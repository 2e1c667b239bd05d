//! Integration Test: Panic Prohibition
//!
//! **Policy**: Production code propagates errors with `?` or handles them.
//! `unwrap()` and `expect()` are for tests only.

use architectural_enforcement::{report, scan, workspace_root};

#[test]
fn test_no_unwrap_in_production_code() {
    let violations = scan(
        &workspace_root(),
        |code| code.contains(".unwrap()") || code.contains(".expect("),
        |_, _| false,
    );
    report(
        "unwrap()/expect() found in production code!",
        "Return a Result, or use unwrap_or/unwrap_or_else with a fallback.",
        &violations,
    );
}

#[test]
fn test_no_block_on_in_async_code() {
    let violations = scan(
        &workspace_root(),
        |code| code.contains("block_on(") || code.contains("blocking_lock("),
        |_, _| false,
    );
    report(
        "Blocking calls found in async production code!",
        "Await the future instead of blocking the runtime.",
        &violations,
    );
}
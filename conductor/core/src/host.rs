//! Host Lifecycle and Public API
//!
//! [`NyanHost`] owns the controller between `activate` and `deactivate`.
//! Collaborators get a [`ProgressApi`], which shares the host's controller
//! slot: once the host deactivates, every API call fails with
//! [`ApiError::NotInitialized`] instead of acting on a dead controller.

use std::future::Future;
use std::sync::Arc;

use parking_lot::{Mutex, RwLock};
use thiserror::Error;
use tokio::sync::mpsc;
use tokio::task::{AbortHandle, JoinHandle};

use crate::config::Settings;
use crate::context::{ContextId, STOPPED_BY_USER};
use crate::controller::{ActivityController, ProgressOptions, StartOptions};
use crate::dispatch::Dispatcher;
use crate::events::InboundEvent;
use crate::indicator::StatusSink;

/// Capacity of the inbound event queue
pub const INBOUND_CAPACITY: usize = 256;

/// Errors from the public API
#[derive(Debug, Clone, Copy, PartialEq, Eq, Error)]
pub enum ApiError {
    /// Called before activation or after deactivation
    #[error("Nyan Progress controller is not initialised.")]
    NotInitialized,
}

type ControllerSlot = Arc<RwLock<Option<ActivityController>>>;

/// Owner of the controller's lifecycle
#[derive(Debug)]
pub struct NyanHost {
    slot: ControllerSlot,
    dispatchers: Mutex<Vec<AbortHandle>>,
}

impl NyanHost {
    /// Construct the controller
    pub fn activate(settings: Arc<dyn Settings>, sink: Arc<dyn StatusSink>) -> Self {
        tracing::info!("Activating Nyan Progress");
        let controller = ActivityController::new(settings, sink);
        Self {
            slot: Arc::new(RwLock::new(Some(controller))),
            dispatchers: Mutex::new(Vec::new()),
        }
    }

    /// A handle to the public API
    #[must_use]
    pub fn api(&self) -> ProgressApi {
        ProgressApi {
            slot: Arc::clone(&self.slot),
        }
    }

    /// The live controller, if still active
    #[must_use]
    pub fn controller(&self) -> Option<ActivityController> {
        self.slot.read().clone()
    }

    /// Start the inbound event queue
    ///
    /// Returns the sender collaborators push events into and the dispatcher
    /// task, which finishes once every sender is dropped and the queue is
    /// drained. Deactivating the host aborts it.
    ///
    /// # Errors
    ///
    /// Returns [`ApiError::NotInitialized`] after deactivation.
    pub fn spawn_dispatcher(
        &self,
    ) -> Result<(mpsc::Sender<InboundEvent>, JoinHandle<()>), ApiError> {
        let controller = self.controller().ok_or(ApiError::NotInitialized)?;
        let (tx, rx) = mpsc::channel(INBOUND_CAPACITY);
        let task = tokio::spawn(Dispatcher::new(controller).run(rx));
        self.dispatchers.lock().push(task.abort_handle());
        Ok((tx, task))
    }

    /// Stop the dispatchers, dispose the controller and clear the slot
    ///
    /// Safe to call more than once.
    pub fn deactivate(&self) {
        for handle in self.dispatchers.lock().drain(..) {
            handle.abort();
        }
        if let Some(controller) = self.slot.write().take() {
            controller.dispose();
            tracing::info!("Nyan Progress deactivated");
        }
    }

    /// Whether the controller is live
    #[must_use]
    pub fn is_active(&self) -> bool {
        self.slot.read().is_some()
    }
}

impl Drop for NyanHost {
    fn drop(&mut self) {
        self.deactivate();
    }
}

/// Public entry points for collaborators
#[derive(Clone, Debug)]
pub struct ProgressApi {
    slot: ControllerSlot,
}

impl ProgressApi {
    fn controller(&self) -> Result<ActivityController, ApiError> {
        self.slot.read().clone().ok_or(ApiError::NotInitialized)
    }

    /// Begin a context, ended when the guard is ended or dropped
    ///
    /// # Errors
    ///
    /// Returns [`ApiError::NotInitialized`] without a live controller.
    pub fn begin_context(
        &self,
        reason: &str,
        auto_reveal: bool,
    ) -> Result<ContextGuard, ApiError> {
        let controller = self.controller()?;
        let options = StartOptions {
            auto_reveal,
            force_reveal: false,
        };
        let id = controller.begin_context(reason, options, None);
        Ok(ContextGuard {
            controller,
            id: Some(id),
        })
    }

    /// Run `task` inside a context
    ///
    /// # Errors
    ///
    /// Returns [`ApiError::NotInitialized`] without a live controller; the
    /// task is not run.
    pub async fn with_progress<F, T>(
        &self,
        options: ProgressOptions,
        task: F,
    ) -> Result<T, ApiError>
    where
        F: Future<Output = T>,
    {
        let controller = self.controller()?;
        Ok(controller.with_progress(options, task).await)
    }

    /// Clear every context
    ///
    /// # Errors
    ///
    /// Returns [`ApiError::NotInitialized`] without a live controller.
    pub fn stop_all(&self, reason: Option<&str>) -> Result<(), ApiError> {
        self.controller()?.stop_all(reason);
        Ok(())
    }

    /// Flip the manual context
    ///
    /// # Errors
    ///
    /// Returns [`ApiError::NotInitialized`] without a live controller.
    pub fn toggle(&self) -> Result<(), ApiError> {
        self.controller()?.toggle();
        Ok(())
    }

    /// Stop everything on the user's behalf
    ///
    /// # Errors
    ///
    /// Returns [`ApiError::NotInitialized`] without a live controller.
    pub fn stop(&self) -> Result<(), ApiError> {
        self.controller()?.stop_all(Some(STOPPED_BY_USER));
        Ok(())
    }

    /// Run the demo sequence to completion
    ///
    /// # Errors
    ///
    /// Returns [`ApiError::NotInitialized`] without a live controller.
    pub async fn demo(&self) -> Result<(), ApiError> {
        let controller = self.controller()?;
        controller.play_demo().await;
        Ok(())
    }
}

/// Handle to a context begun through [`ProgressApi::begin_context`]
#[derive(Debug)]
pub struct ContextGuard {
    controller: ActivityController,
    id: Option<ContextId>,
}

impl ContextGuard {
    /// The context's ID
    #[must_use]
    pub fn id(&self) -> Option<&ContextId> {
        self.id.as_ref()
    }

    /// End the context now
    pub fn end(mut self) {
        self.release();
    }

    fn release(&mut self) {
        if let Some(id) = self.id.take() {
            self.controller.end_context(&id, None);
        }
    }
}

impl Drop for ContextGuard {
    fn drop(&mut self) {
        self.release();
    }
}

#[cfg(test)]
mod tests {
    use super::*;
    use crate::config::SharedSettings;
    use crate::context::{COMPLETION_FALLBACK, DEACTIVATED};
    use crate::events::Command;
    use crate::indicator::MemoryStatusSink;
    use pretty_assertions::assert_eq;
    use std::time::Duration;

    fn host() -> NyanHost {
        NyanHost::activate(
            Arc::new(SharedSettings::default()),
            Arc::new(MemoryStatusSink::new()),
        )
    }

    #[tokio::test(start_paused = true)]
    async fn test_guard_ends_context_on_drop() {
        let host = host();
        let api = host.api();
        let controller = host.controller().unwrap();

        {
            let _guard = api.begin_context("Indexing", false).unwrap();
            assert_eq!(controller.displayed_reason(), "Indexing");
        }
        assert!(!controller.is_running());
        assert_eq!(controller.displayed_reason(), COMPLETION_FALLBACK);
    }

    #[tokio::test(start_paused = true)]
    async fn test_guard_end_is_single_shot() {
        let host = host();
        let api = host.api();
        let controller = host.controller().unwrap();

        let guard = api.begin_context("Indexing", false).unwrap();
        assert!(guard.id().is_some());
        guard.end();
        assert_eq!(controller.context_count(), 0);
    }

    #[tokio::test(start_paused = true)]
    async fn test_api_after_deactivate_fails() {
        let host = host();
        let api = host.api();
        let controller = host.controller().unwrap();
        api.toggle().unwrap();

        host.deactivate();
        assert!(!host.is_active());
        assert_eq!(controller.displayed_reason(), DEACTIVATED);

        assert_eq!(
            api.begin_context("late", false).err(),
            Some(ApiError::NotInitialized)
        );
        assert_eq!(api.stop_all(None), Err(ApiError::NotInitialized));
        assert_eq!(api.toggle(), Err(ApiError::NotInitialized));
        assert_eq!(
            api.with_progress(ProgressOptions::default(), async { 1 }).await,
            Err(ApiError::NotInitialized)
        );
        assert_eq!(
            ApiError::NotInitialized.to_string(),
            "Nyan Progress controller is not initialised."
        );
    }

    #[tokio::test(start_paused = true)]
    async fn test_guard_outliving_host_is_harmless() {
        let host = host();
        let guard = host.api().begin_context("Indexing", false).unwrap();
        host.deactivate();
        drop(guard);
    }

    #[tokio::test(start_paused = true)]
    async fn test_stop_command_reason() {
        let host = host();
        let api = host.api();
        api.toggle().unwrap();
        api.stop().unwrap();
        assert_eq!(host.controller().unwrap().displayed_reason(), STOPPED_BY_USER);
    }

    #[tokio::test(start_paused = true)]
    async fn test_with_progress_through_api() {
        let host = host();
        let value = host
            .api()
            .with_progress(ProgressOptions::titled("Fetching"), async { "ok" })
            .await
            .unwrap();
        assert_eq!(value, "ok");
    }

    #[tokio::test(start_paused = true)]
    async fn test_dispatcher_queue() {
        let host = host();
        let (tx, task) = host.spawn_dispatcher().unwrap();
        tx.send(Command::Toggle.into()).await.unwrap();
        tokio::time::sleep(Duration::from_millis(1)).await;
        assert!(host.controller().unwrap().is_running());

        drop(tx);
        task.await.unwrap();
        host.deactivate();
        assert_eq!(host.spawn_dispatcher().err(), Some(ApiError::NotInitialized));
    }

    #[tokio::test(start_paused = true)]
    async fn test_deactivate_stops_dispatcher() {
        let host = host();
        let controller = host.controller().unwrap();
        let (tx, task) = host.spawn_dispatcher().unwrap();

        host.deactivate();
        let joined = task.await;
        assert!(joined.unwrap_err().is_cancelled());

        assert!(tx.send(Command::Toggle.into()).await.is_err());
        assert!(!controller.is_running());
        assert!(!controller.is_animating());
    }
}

■ What needs to be done
Whenever a line of the records holds the string "ContextId", pick it out and copy it.

■ Solution
use crate::context::{ContextId, STOPPED_BY_USER};
    id: Option<ContextId>,
    pub fn id(&self) -> Option<&ContextId> {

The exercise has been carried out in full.